スターダムとSOMETHINGが共同で開発
「POI FLARE」は、低身長でも脚長に見える設計を取り入れたフレアデニムだ。高めに設定されたひざ位置や、ふくらはぎを包み込む独自のカッティングを特徴とする。素材にはリヨセル混のオリジナルデニムを用い、筋肉質な太ももやヒップにも柔軟にフィットする伸縮性を確保した。ベースモデルはSOMETHINGの人気商品「LISA FLARE」だが、新たな型紙を使ってレングスとシルエットを調整。濃色インディゴの深いトーンで、脚を引き締めて見せる効果を狙ったという。デザイン面では、なつぽい選手のイメージカラーであるイエローを基調に、腰裏ラベルやリベットに同色を配した。さらに、腰裏ベルト部分には本人のアイコンである「ぽいマーク」の刺繍を施すなど、コラボの象徴的要素を随所に取り入れている。
ブシロードグループで進むブランド連携
スターダムはブシロードグループの一員で、新日本プロレスリングの傘下にあたる。ブシロードホールディングスはエンターテインメント事業を中心に、音楽・スポーツ・メディアなど多角化を進めており、関連ブランドとの協業を積極化してきた。今回のコラボも、プロレスを発信源としたファッション展開の一環とみられる。競技用ウェアにとどまらず、アスリートの体型やライフスタイルを踏まえた一般向け衣服への応用は、スポーツ関連企業でも注目トレンドとなっている。素材は従来のストレッチデニムを改良し、日常着としての快適性と見た目の両立を図る点が特徴だ。
女性アスリート層への新展開
プロレスラーやフィットネス競技者など、筋肉量が多い女性に特化したアパレルは市場に限りがあり、これまで「一般的サイズでは合わない」との声が多かった。

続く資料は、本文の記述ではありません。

//! Chaining API for building documents from a template
//!
//! Every `with_*` call consumes the builder and returns an extended copy;
//! nothing is checked until [`BuildablePdf::build`] (or
//! [`BuildablePdf::validate`]) runs, which validates every argument before the
//! template is read.

use std::io::{Read, Write};
use std::path::{Path, PathBuf};
use crate::asset::{AssetSpec, ImageSpec, QrSpec, RenderedAsset};
use crate::error::{Error, Result};
use crate::multiline::{distribute, FillMode};
use crate::pdf::renderer::{LopdfRenderer, PdfRenderer};
use crate::qr::{QrCodeRenderer, QrcodeRenderer};
use crate::substitute::ReplacementSet;
use crate::validate::{require_at_least, validate_search_key};

/// Entry point for template based document generation
///
/// # Example
///
/// ```no_run
/// use pdf_templater::{PdfBuilder, QrSpec};
///
/// PdfBuilder::from_path("documents/template.pdf")
///     .with_replacement("@name@", "Jane Doe")
///     .with_replacement("@email@", "jane@example.org")
///     .with_qr_code(QrSpec::from_code("4711").with_position(20, 50).with_size(145))
///     .build()
///     .expect("Failed to build document")
///     .save("documents/result.pdf")
///     .expect("Failed to save document");
/// ```
pub struct PdfBuilder;

impl PdfBuilder {
    /// Start from a template file, read when the document is built
    pub fn from_path(template: impl Into<PathBuf>) -> BuildablePdf {
        BuildablePdf::new(TemplateSource::Path(template.into()))
    }

    /// Start from template bytes
    pub fn from_bytes(template: impl Into<Vec<u8>>) -> BuildablePdf {
        BuildablePdf::new(TemplateSource::Bytes(template.into()))
    }

    /// Start from a reader, which is read to the end and dropped before returning
    pub fn from_reader<R: Read>(mut reader: R) -> Result<BuildablePdf> {
        let mut template = Vec::new();
        reader.read_to_end(&mut template)?;
        Ok(Self::from_bytes(template))
    }
}

/// Where the template comes from
#[derive(Debug, Clone, PartialEq)]
pub enum TemplateSource {
    Path(PathBuf),
    Bytes(Vec<u8>),
}

impl TemplateSource {
    fn into_bytes(self) -> Result<Vec<u8>> {
        match self {
            TemplateSource::Bytes(bytes) => Ok(bytes),
            TemplateSource::Path(path) => {
                if !path.exists() {
                    return Err(Error::FileNotFound(path));
                }
                Ok(std::fs::read(&path)?)
            }
        }
    }
}

/// Long text spread over several single-line placeholders
#[derive(Debug, Clone, PartialEq)]
pub struct MultiLineRequest {
    pub text: String,
    pub max_chars_per_line: usize,
    pub fill_mode: FillMode,
    pub placeholders: Vec<String>,
}

impl MultiLineRequest {
    /// Distribute the text and pair every placeholder with its line
    pub fn resolve(&self) -> Result<Vec<(String, String)>> {
        require_at_least("number of placeholders", self.placeholders.len(), 2)?;
        for placeholder in &self.placeholders {
            validate_search_key(placeholder)?;
        }

        let lines = distribute(
            &self.text,
            self.max_chars_per_line,
            self.placeholders.len(),
            self.fill_mode,
        )?;

        Ok(self.placeholders.iter().cloned().zip(lines).collect())
    }
}

/// A document specification that can be built
pub struct BuildablePdf {
    template: TemplateSource,
    replacements: Vec<(String, String)>,
    multiline: Vec<MultiLineRequest>,
    assets: Vec<AssetSpec>,
    pdf_renderer: Box<dyn PdfRenderer>,
    qr_renderer: Box<dyn QrCodeRenderer>,
}

impl std::fmt::Debug for BuildablePdf {
    fn fmt(&self, f: &mut std::fmt::Formatter<'_>) -> std::fmt::Result {
        f.debug_struct("BuildablePdf")
            .field("template", &self.template)
            .field("replacements", &self.replacements)
            .field("multiline", &self.multiline)
            .field("assets", &self.assets.len())
            .finish()
    }
}

impl BuildablePdf {
    fn new(template: TemplateSource) -> Self {
        Self {
            template,
            replacements: Vec::new(),
            multiline: Vec::new(),
            assets: Vec::new(),
            pdf_renderer: Box::new(LopdfRenderer),
            qr_renderer: Box::new(QrcodeRenderer),
        }
    }

    /// Use different rendering backends
    pub fn with_renderers(
        mut self,
        pdf_renderer: impl PdfRenderer + 'static,
        qr_renderer: impl QrCodeRenderer + 'static,
    ) -> Self {
        self.pdf_renderer = Box::new(pdf_renderer);
        self.qr_renderer = Box::new(qr_renderer);
        self
    }

    /// Replace every match of the `search` pattern with `replace`
    pub fn with_replacement(mut self, search: impl Into<String>, replace: impl Into<String>) -> Self {
        self.replacements.push((search.into(), replace.into()));
        self
    }

    /// Add several search-replace pairs
    pub fn with_replacements<I, K, V>(mut self, replacements: I) -> Self
    where
        I: IntoIterator<Item = (K, V)>,
        K: Into<String>,
        V: Into<String>,
    {
        self.replacements
            .extend(replacements.into_iter().map(|(k, v)| (k.into(), v.into())));
        self
    }

    /// Spread `text` over `placeholders`, at most `max_chars_per_line` characters each
    ///
    /// Lines fill from the first placeholder down, see
    /// [`with_multiline_replacement_mode`](Self::with_multiline_replacement_mode)
    /// for bottom alignment.
    pub fn with_multiline_replacement<I, S>(
        self,
        text: impl Into<String>,
        max_chars_per_line: usize,
        placeholders: I,
    ) -> Self
    where
        I: IntoIterator<Item = S>,
        S: Into<String>,
    {
        self.with_multiline_replacement_mode(text, max_chars_per_line, FillMode::default(), placeholders)
    }

    /// Like [`with_multiline_replacement`](Self::with_multiline_replacement) with an explicit fill mode
    pub fn with_multiline_replacement_mode<I, S>(
        mut self,
        text: impl Into<String>,
        max_chars_per_line: usize,
        fill_mode: FillMode,
        placeholders: I,
    ) -> Self
    where
        I: IntoIterator<Item = S>,
        S: Into<String>,
    {
        self.multiline.push(MultiLineRequest {
            text: text.into(),
            max_chars_per_line,
            fill_mode,
            placeholders: placeholders.into_iter().map(Into::into).collect(),
        });
        self
    }

    pub fn with_qr_code(mut self, spec: QrSpec) -> Self {
        self.assets.push(AssetSpec::Qr(spec));
        self
    }

    pub fn with_image(mut self, spec: ImageSpec) -> Self {
        self.assets.push(AssetSpec::Image(spec));
        self
    }

    /// Check every argument and compile the final replacement set
    ///
    /// Multi-line placeholders are added after plain replacements and win
    /// over a plain replacement with the same key.
    pub fn validate(&self) -> Result<ReplacementSet> {
        let mut set = ReplacementSet::new();

        for (search, replace) in &self.replacements {
            validate_search_key(search)?;
            set.insert(search.as_str(), Some(replace.as_str()))?;
        }

        for request in &self.multiline {
            for (placeholder, line) in request.resolve()? {
                set.insert(placeholder, Some(line))?;
            }
        }

        Ok(set)
    }

    /// Render the document: load, replace text, stamp assets
    ///
    /// # Errors
    ///
    /// Validation errors for invalid arguments, render errors when the
    /// template, an asset or the output cannot be processed.
    pub fn build(self) -> Result<PdfDocument> {
        let replacements = self.validate()?;

        let template = self.template.into_bytes()?;
        let pdf = self.pdf_renderer.render_from_template(&template)?;
        let mut pdf = self
            .pdf_renderer
            .render_search_and_replace_text(&pdf, &replacements)?;

        if !self.assets.is_empty() {
            let qr_renderer = self.qr_renderer.as_ref();
            let assets = self
                .assets
                .into_iter()
                .map(|spec| spec.render(qr_renderer))
                .collect::<Result<Vec<RenderedAsset>>>()?;
            pdf = self.pdf_renderer.render_assets(&pdf, &assets)?;
        }

        log::info!("Built document of {} bytes", pdf.len());
        Ok(PdfDocument { data: pdf })
    }
}

/// A rendered PDF document
#[derive(Debug, Clone, PartialEq)]
pub struct PdfDocument {
    data: Vec<u8>,
}

impl PdfDocument {
    pub fn save(&self, target: impl AsRef<Path>) -> Result<()> {
        std::fs::write(target, &self.data)?;
        Ok(())
    }

    pub fn write_to<W: Write>(&self, mut output: W) -> Result<()> {
        output.write_all(&self.data)?;
        Ok(())
    }

    pub fn as_bytes(&self) -> &[u8] {
        &self.data
    }

    pub fn into_bytes(self) -> Vec<u8> {
        self.data
    }
}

スターダムは、「POI FLARE」を通じて、こうした層の実体験を起点にした商品企画を示す。コラボにあたってなつぽい選手は、「小柄でも動きやすく、美脚に見える」点を重視したと説明している。彼女は「世界最速の妖精」と呼ばれる人気選手で、2025年にキャリア10周年を迎える。試合だけでなくメディア出演や音楽活動など幅広く活動しており、今回の商品登場はファン層の拡大にも寄与するとみられる。
予約販売と販売体制の詳細
商品名は「POI FLARE」。販売価格は税込16,500円、サイズはSとMの2展開。予約販売は12月14日までに限定数量を受け付け、予定数量に達した場合は一般販売を行わない。また、期間中の購入者には特典として、なつぽい選手の直筆サイン入りブロマイドが付く。一般販売は12月19日からの開始を予定し、スターダム公式通販「My STARDOM」とSOMETHING公式通販で扱う。数量限定の企画で、既存商品のリデザインではなく特別仕様だ。スターダムFC向けの販売区分を設定することで、ファンクラブ加入者の囲い込み強化も狙う。スポーツ団体がアパレルブランドと連携し独自商品を打ち出す取り組みは、他競技団体にも波及しており、新たな収益モデルとしての注目度が高い。
ファッション業界で広がる多様性対応
近年、ファッション業界では体型や性別の多様性に合わせた商品開発が各ブランドで進んでいる。特に国内デニム市場では、生地の伸縮性やサイズ展開の拡大、職業・趣味に応じた仕様設計の強化が見られる。SOMETHINGを展開するエドウインでは、これまでも女性向けデニムのフィット感向上に注力してきたが、今回はアスリートの実測データを反映した点が新しい。市場関係者によると、女性アスリートや筋トレ愛好者の増加に合わせ、専門ブランドとタレント・選手の協議プロジェクトが増加傾向にある。こうした共同商品はSNSを通じた波及効果が大きく、期間限定販売でも高い話題性を持つとされる。
ブランド事業拡大への試金石
今回のコラボは、スターダムにとってプロレス事業以外のブランド展開を強化する試金石となる。スポーツ分野で培った知名度をファッション領域に広げる動きが軌道に乗れば、ブシロードグループ全体のライセンス活用にも弾みがつく可能性がある。一方で、数量限定商品やファン向け販売に依存したビジネスモデルは、持続的な拡張には課題も残る。今後、一般市場での継続販売や新規シリーズ開発につながるかが注目される。女性アスリートのリアルな体験を製品に結び付けた同事例は、スポーツとファッションの融合による新しいものづくりの方向を示すものといえる。